• Assigned task
All lines of the records below that contain the word "Authenticated" must be listed.

Saved entries
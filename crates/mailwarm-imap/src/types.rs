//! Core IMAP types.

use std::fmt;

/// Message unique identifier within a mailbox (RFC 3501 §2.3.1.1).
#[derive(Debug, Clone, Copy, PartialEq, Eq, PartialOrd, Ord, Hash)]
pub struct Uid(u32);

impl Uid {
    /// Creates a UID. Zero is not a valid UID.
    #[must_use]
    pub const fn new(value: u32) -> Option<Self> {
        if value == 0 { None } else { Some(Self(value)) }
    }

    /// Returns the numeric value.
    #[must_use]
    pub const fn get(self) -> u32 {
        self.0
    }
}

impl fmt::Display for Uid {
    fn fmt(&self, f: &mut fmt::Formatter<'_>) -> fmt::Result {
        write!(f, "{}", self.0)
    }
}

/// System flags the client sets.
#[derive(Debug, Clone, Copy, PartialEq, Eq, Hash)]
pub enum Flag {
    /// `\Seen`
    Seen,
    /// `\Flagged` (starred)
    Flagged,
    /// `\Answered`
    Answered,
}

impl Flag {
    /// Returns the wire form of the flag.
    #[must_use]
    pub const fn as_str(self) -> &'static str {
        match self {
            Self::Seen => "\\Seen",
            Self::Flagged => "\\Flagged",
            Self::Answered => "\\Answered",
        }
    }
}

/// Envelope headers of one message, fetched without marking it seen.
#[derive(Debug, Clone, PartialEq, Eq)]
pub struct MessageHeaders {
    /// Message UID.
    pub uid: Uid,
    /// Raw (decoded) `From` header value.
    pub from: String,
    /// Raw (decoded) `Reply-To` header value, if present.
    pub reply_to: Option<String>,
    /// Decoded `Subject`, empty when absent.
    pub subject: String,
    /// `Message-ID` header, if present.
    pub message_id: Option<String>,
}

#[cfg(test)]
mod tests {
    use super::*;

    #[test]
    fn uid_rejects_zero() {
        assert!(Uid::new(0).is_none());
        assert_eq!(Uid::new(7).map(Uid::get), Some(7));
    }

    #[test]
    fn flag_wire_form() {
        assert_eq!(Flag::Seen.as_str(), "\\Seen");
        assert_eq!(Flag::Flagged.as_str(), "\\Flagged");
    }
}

* * *

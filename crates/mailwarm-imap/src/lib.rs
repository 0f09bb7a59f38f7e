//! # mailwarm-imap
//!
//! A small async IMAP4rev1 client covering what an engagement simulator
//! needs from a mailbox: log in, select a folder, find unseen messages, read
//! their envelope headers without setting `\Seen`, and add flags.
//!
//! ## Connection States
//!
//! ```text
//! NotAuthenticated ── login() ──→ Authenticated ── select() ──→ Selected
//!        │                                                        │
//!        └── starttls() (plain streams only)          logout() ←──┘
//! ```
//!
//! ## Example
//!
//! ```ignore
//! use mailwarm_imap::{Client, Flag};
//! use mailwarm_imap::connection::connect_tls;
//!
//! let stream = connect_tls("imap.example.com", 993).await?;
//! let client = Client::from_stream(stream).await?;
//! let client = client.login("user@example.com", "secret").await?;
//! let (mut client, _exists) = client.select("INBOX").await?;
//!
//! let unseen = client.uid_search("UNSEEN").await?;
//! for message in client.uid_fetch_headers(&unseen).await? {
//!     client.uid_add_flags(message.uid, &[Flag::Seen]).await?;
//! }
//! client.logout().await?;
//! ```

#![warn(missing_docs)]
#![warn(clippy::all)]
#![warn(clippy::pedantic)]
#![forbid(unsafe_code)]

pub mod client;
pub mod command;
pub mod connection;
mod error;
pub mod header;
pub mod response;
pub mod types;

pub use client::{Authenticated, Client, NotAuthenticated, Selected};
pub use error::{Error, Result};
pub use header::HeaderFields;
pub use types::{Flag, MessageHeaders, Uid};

• Task answer
//! NotAuthenticated ── login() ──→ Authenticated ── select() ──→ Selected
pub use client::{Authenticated, Client, NotAuthenticated, Selected};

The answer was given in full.